§ EXERCISE BRIEF
How many lines in the records below contain the word "that"? Answer with the number alone.

§ EXTRACTED MATERIAL
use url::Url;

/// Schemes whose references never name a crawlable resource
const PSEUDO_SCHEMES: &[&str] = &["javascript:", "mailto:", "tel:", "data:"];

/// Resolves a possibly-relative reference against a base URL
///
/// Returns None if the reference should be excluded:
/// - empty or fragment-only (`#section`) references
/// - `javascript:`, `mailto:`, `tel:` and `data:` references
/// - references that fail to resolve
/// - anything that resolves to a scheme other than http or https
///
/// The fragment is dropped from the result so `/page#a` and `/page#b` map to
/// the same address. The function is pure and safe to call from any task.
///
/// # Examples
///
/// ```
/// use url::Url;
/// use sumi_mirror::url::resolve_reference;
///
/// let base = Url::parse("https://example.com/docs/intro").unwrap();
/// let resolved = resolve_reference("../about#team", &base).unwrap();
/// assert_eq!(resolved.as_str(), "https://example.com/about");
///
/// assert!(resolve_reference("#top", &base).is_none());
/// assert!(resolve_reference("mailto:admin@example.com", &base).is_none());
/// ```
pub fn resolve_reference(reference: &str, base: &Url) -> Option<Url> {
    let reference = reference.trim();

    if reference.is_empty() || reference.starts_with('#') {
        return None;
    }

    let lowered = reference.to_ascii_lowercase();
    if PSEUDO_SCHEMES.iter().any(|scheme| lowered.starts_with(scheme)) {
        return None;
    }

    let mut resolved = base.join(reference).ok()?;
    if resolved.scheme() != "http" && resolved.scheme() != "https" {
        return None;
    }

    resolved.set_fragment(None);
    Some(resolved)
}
==
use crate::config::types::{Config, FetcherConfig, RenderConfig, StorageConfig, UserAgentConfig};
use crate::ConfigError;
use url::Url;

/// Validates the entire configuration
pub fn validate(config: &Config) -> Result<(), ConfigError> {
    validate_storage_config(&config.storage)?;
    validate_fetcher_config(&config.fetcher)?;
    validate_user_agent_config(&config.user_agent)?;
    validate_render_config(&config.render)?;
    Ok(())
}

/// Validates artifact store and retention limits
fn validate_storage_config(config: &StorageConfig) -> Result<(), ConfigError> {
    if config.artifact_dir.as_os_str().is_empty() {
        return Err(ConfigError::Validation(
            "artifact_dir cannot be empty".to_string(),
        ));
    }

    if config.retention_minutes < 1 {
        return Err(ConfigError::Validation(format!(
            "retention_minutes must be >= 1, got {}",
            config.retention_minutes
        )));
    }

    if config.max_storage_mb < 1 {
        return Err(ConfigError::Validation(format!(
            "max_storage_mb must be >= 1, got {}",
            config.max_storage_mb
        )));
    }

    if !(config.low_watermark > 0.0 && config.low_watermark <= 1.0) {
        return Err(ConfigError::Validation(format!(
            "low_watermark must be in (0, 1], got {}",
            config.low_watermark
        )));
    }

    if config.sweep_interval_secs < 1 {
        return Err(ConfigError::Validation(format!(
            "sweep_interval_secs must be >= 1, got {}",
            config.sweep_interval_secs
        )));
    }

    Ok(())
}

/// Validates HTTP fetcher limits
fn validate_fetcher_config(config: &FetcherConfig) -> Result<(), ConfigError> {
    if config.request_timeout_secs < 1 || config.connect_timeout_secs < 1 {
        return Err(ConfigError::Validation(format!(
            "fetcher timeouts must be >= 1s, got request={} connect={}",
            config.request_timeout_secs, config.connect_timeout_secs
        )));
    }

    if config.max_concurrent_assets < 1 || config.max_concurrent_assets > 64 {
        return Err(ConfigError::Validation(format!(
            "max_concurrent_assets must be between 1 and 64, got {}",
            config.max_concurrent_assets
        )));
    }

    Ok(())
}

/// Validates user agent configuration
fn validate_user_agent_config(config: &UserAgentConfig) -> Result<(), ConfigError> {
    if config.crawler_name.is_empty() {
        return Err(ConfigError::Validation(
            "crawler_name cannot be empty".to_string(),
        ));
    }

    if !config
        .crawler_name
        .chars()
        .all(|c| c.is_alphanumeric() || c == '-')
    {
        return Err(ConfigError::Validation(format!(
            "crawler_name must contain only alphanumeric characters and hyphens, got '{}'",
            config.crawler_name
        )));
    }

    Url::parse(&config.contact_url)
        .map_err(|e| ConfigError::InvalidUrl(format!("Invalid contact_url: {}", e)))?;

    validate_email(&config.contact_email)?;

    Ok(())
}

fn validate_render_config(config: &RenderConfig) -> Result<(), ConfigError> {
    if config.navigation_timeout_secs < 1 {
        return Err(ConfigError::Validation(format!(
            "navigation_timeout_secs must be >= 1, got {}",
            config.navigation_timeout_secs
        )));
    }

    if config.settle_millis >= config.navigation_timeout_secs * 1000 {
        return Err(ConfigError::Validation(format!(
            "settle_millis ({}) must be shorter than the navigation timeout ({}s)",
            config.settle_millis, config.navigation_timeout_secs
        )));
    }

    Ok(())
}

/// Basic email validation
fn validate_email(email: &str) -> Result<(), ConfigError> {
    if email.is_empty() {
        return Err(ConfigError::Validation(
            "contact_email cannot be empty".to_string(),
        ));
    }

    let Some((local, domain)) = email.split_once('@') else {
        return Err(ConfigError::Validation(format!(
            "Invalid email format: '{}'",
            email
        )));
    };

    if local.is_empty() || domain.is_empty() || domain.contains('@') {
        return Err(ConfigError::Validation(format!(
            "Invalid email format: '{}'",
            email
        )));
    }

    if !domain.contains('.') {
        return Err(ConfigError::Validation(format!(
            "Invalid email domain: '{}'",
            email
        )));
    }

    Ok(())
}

§ YOUR SOLUTION
2